> Task to complete
Print this span of the material below exactly: the line with "pub fn set_enabled(&mut", the line with "did not change.", and every line between them, but nothing else.

> Recorded information
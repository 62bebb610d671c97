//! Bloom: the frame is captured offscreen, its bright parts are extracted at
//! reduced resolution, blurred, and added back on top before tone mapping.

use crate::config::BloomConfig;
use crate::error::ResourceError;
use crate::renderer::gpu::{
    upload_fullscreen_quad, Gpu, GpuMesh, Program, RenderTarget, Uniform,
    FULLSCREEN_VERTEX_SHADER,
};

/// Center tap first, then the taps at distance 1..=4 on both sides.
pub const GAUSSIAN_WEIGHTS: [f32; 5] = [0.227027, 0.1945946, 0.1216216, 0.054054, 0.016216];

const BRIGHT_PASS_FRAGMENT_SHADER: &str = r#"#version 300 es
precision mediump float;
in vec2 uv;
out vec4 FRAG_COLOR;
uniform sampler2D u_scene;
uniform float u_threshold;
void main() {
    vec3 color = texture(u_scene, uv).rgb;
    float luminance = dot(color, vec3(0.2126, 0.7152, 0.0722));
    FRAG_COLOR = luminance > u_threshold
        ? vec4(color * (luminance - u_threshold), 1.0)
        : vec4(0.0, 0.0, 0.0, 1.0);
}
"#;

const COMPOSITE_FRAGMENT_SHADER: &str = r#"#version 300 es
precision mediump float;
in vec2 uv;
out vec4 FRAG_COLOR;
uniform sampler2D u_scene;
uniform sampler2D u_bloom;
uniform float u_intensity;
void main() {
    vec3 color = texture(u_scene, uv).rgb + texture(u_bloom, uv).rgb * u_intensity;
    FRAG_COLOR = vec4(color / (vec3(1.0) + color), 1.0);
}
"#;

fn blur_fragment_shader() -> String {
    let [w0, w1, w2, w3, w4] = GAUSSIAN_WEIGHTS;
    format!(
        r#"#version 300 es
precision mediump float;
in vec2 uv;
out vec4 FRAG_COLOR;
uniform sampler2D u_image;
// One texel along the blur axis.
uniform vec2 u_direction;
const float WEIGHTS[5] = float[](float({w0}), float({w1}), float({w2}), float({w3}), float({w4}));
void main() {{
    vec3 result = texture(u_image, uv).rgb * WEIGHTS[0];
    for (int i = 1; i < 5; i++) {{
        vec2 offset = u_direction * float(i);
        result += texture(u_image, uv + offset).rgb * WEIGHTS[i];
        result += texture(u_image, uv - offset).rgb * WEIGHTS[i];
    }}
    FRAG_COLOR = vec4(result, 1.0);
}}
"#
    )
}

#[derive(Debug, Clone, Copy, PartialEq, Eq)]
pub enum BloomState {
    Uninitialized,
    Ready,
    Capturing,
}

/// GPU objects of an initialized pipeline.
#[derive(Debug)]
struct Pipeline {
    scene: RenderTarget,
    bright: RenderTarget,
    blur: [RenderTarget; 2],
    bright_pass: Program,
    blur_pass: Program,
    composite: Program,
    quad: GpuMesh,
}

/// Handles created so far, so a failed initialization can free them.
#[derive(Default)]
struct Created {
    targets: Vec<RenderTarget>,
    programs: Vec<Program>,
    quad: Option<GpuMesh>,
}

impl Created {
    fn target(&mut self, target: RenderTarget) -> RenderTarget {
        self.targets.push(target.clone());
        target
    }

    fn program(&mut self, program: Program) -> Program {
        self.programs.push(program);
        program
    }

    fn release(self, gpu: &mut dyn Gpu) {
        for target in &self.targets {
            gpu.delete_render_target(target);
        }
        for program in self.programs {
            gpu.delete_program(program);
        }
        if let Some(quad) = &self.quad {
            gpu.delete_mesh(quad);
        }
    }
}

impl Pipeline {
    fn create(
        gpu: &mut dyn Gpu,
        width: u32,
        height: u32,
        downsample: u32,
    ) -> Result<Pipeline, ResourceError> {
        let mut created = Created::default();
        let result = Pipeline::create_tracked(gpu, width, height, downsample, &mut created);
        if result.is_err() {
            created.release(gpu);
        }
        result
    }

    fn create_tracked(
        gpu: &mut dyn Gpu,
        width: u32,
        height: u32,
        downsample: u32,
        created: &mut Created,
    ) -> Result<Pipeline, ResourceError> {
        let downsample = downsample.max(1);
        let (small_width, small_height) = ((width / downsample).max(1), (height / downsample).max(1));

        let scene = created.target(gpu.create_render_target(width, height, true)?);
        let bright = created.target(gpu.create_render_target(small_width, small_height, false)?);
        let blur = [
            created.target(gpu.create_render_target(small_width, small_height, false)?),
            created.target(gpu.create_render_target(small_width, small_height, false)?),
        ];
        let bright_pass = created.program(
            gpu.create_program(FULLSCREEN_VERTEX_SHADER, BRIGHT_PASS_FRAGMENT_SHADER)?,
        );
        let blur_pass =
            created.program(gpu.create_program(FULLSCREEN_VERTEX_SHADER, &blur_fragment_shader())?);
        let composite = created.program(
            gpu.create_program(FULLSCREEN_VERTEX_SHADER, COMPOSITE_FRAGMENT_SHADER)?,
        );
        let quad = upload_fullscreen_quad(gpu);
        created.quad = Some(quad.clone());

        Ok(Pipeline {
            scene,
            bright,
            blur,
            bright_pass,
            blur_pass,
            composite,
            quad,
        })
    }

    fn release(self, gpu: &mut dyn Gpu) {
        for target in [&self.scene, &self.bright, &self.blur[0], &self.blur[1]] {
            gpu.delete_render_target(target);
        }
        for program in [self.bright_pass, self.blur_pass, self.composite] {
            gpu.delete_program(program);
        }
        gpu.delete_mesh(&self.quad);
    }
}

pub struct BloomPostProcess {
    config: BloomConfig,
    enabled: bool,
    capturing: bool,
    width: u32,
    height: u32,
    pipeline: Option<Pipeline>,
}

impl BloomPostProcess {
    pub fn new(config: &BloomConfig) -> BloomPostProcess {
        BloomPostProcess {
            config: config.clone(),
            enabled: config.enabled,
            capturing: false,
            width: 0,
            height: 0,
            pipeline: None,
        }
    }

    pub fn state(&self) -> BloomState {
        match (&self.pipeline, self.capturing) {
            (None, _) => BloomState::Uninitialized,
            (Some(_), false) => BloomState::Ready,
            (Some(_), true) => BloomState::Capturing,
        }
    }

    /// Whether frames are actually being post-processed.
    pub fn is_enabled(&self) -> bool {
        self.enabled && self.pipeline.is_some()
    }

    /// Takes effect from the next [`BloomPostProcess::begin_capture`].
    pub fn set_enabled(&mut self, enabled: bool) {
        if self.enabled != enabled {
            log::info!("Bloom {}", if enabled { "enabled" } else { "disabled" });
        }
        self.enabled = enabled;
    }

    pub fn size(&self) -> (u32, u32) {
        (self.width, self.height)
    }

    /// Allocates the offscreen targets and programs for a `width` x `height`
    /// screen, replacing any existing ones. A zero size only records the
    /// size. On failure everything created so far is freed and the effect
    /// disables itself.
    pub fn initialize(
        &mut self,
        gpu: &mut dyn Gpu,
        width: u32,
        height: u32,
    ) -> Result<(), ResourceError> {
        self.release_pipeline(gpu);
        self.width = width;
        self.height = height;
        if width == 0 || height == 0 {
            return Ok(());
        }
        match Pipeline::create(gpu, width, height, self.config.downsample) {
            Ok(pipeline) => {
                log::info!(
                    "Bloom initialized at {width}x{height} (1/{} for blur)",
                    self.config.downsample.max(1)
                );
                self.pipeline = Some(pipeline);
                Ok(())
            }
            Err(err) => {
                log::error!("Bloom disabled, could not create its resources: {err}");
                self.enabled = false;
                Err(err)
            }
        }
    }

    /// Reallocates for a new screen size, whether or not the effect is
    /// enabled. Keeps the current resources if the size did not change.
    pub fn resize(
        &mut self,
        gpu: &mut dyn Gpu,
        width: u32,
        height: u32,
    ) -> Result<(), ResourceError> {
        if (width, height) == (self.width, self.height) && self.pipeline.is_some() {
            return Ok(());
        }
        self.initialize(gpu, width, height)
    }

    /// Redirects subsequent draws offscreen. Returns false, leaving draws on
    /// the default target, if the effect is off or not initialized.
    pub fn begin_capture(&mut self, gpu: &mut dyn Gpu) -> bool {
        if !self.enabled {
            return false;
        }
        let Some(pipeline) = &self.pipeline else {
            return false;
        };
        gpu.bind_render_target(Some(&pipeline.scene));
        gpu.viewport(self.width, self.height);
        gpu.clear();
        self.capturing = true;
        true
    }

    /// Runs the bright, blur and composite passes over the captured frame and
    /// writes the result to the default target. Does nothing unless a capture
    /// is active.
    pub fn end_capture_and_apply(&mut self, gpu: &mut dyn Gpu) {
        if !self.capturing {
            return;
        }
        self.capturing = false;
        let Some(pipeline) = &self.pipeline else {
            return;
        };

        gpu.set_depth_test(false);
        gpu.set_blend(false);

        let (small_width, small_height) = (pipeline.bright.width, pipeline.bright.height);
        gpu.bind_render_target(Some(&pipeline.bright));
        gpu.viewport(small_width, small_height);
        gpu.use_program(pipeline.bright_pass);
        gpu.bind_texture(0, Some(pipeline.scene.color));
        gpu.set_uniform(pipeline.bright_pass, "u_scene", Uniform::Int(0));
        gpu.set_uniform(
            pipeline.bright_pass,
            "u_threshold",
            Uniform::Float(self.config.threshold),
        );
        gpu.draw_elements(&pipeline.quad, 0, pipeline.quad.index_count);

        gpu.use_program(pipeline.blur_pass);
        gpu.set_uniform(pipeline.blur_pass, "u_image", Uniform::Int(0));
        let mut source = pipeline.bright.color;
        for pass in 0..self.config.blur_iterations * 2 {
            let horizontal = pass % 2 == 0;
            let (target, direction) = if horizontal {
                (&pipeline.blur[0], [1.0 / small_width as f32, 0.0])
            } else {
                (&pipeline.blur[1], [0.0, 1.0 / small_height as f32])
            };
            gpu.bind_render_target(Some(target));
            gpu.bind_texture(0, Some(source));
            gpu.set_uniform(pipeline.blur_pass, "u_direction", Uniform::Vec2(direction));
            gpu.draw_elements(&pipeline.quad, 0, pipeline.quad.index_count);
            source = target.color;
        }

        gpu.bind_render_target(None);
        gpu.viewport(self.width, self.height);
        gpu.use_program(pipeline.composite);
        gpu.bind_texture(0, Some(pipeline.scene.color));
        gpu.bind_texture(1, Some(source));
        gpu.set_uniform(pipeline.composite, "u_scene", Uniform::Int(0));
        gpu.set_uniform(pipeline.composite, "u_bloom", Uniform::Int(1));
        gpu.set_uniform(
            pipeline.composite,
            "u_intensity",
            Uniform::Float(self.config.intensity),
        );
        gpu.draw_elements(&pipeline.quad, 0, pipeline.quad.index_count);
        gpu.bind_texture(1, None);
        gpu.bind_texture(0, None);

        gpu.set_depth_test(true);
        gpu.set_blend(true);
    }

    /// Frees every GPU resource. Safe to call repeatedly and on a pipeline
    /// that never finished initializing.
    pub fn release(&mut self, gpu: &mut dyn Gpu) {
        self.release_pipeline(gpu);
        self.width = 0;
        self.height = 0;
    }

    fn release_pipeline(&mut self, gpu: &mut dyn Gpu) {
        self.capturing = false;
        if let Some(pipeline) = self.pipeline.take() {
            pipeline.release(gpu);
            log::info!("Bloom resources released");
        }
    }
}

> Solution for this task
    pub fn set_enabled(&mut self, enabled: bool) {
        if self.enabled != enabled {
            log::info!("Bloom {}", if enabled { "enabled" } else { "disabled" });
        }
        self.enabled = enabled;
    }

    pub fn size(&self) -> (u32, u32) {
        (self.width, self.height)
    }

    /// Allocates the offscreen targets and programs for a `width` x `height`
    /// screen, replacing any existing ones. A zero size only records the
    /// size. On failure everything created so far is freed and the effect
    /// disables itself.
    pub fn initialize(
        &mut self,
        gpu: &mut dyn Gpu,
        width: u32,
        height: u32,
    ) -> Result<(), ResourceError> {
        self.release_pipeline(gpu);
        self.width = width;
        self.height = height;
        if width == 0 || height == 0 {
            return Ok(());
        }
        match Pipeline::create(gpu, width, height, self.config.downsample) {
            Ok(pipeline) => {
                log::info!(
                    "Bloom initialized at {width}x{height} (1/{} for blur)",
                    self.config.downsample.max(1)
                );
                self.pipeline = Some(pipeline);
                Ok(())
            }
            Err(err) => {
                log::error!("Bloom disabled, could not create its resources: {err}");
                self.enabled = false;
                Err(err)
            }
        }
    }

    /// Reallocates for a new screen size, whether or not the effect is
    /// enabled. Keeps the current resources if the size did not change.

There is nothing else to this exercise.